## TASK DESCRIPTION
Please copy out every line in the records below that includes the word "attnum".

## DATA SUPPLIED
= = = = =

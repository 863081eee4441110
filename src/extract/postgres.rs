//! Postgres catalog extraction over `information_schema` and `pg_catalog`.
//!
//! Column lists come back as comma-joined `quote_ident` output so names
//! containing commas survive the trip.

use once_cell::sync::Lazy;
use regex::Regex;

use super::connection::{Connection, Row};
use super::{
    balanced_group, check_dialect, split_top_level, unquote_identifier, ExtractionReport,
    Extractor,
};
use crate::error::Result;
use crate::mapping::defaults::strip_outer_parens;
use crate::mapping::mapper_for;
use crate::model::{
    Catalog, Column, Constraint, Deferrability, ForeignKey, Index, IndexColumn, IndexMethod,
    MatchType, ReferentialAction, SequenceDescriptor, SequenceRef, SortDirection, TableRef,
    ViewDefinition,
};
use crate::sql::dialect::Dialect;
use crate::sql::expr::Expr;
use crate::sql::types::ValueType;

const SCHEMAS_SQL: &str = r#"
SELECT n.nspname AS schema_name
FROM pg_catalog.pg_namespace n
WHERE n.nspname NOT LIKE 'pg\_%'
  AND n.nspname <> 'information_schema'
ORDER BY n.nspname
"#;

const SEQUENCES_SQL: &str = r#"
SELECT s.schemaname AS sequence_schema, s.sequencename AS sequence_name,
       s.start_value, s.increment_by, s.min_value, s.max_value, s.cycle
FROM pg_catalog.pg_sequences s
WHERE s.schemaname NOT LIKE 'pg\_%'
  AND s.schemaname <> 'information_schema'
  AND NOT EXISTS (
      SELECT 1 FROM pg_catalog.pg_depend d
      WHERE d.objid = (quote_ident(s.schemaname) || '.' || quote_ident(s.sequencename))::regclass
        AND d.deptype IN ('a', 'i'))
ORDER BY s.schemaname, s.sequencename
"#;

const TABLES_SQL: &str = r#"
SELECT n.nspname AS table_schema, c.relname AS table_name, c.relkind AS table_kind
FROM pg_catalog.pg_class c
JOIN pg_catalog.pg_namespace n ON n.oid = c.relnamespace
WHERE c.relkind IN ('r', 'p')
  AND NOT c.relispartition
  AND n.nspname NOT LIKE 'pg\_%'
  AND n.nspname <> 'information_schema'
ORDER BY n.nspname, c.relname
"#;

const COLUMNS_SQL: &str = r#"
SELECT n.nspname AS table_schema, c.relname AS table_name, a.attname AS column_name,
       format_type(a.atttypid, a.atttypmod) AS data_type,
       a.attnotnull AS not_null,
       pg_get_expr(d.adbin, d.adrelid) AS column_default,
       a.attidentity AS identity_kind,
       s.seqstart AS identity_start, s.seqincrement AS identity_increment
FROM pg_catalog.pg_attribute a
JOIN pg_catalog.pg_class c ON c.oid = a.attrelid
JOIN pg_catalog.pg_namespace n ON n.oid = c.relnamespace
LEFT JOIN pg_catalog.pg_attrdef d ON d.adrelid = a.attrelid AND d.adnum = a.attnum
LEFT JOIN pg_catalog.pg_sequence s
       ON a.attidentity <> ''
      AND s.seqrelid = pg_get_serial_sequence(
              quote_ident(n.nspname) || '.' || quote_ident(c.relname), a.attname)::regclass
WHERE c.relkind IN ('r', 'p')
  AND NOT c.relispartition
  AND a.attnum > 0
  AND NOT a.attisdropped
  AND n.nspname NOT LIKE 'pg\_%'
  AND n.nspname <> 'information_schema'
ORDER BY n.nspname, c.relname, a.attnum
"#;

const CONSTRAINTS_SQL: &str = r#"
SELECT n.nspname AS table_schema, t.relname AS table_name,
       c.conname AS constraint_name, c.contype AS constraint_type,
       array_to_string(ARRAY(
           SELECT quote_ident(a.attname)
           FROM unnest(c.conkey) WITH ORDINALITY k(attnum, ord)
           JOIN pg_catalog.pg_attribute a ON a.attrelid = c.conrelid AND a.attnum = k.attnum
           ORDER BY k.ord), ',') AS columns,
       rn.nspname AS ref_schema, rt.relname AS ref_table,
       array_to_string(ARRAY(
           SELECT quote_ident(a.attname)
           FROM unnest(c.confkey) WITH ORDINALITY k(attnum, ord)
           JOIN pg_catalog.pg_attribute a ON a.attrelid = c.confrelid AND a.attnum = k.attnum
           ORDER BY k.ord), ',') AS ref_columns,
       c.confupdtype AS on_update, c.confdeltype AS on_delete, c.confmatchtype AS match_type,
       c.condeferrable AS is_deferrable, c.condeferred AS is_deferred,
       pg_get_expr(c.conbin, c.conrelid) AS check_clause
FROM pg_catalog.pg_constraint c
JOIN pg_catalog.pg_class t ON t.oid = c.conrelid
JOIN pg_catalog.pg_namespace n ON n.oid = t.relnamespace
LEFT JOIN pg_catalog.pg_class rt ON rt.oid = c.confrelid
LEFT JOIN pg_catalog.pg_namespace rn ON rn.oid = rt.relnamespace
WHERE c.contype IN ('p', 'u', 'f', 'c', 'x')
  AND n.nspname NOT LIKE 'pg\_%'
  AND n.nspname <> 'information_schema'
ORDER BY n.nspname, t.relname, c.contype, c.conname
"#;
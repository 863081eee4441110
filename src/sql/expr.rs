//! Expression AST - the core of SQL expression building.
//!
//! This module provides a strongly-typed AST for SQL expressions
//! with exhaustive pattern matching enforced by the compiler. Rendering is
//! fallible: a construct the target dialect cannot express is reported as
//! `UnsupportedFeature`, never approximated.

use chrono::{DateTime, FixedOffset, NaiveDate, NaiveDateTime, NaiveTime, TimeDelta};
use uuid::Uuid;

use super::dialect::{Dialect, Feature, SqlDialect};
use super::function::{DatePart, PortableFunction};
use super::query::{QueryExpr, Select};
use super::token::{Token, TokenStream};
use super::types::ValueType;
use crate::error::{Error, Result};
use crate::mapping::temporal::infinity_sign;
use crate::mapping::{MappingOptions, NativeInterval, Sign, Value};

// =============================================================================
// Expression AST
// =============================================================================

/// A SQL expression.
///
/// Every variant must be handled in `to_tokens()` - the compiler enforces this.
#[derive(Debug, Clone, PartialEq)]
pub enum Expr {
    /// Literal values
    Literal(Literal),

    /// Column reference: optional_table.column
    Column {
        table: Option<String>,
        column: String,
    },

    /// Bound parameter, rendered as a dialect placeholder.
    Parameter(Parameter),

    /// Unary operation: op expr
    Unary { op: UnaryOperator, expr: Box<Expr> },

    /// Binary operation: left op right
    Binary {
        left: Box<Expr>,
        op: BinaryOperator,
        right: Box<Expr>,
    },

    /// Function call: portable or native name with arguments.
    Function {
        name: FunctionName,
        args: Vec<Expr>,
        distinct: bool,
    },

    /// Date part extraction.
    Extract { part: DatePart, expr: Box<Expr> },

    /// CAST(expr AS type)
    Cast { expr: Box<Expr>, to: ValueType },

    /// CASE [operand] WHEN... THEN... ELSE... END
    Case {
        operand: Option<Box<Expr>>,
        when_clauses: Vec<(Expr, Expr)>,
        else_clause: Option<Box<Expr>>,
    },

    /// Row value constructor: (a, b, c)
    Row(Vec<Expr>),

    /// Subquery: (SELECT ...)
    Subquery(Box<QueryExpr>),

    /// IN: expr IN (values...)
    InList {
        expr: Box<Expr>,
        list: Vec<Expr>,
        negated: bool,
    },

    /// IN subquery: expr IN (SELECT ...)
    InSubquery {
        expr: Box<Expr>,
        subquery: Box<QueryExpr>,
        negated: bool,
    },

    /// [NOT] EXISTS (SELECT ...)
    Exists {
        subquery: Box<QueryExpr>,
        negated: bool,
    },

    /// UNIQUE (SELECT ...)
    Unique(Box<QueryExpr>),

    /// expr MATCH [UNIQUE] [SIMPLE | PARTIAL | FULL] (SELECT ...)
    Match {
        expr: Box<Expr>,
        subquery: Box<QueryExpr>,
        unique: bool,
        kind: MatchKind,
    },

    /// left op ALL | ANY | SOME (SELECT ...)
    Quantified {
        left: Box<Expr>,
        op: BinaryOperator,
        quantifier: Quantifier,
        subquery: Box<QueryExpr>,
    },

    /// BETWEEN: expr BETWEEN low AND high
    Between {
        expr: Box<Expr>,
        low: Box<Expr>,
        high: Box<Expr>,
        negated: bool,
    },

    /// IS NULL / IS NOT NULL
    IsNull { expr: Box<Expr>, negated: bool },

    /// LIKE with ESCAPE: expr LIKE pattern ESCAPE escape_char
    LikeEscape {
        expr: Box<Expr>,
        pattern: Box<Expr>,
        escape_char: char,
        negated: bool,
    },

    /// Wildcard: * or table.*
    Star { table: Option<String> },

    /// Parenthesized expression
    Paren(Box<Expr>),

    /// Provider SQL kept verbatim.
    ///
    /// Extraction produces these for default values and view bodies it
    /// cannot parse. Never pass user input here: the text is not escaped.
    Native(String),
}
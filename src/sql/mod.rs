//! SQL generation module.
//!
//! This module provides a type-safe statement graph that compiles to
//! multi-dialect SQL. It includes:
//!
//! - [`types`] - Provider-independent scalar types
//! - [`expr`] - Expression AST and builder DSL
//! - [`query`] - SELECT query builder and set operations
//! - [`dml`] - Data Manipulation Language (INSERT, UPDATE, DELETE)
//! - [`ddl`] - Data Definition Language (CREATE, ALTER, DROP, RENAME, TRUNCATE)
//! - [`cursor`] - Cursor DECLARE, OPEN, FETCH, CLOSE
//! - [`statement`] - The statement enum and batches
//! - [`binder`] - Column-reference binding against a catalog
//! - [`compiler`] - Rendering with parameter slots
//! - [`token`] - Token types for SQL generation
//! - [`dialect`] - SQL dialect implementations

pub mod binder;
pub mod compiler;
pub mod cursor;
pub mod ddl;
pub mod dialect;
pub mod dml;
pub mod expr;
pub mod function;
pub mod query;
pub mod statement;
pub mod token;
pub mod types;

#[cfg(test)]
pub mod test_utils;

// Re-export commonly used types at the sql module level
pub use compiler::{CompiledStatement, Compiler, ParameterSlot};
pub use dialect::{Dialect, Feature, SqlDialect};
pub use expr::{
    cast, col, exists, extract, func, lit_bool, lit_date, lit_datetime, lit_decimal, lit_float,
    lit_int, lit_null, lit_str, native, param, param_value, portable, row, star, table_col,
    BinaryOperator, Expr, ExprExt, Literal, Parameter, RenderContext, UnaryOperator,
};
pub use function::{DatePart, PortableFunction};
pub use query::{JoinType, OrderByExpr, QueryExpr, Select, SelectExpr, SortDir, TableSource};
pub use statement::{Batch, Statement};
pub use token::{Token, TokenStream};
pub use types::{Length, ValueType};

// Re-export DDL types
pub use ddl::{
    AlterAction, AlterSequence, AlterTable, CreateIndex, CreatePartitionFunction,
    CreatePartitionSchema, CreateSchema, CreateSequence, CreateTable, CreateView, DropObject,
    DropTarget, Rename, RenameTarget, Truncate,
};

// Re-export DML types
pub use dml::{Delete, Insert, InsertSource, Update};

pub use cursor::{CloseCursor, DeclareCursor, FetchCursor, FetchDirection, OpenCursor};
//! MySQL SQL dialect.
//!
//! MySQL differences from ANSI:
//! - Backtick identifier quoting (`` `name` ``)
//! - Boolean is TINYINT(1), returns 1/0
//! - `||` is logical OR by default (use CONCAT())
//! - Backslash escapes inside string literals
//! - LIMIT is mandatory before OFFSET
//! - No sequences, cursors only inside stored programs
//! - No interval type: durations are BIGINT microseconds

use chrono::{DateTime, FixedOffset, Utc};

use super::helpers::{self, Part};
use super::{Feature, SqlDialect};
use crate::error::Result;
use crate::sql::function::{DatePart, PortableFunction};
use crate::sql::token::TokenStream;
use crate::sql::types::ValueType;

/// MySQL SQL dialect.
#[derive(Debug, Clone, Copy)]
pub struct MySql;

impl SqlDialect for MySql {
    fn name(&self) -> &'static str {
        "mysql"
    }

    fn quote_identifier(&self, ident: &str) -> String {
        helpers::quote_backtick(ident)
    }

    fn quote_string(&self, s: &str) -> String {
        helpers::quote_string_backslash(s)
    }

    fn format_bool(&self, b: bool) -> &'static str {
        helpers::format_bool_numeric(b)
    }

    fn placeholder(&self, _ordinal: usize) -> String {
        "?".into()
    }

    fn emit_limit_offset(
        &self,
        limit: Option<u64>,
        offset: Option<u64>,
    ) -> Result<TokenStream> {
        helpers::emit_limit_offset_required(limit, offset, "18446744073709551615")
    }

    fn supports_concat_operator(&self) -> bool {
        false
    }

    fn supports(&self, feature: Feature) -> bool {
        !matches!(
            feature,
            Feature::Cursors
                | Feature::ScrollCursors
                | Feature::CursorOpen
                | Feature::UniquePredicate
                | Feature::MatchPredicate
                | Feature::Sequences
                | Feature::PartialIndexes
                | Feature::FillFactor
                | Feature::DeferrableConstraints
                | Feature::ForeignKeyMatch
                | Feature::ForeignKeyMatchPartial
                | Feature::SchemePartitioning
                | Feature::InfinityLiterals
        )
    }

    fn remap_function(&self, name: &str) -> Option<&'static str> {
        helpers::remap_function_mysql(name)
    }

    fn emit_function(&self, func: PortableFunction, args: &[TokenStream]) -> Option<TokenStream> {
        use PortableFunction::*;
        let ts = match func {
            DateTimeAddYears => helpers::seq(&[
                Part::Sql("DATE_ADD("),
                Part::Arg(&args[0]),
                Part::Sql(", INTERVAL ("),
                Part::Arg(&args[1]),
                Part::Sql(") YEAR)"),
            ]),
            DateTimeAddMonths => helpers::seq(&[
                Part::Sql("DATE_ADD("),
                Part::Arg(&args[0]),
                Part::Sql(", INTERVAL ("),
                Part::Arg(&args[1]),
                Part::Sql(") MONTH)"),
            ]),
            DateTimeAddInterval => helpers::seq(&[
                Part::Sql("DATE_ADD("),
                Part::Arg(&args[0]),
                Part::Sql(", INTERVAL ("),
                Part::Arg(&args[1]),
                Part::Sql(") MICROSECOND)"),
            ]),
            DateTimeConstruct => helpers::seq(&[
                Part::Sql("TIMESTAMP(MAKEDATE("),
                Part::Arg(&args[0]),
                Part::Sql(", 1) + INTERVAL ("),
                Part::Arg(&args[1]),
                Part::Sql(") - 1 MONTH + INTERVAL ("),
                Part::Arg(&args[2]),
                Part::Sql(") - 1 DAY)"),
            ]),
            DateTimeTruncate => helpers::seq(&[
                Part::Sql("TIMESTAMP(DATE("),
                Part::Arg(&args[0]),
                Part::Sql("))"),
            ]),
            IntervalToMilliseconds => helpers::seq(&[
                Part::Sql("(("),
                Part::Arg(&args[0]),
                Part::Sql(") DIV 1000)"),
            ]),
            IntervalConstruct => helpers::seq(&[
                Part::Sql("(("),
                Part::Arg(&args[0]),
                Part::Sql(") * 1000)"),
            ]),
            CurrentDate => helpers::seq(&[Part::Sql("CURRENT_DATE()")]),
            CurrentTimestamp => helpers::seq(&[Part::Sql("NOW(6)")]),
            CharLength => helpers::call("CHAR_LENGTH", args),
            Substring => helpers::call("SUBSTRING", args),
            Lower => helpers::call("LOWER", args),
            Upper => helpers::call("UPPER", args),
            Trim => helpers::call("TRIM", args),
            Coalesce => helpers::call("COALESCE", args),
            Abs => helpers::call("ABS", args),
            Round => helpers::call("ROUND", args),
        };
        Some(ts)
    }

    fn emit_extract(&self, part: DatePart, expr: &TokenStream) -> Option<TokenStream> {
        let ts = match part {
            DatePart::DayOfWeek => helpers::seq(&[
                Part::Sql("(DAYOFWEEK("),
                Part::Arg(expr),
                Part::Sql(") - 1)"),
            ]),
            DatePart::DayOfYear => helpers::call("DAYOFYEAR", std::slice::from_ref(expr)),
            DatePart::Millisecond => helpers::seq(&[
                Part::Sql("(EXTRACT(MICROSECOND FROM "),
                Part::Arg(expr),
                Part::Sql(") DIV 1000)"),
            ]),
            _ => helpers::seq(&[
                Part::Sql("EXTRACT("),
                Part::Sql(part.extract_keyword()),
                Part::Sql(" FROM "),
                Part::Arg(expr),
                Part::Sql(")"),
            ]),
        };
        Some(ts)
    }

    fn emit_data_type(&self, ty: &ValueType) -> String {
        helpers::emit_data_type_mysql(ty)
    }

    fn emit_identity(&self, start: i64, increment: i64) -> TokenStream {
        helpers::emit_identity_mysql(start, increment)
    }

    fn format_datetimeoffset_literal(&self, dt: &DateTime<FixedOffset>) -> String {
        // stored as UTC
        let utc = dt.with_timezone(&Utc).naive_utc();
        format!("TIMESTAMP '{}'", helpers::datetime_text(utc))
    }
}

= = = = =

## TASK SOLUTION
LEFT JOIN pg_catalog.pg_attrdef d ON d.adrelid = a.attrelid AND d.adnum = a.attnum
  AND a.attnum > 0
ORDER BY n.nspname, c.relname, a.attnum
           FROM unnest(c.conkey) WITH ORDINALITY k(attnum, ord)
           JOIN pg_catalog.pg_attribute a ON a.attrelid = c.conrelid AND a.attnum = k.attnum
           FROM unnest(c.confkey) WITH ORDINALITY k(attnum, ord)
           JOIN pg_catalog.pg_attribute a ON a.attrelid = c.confrelid AND a.attnum = k.attnum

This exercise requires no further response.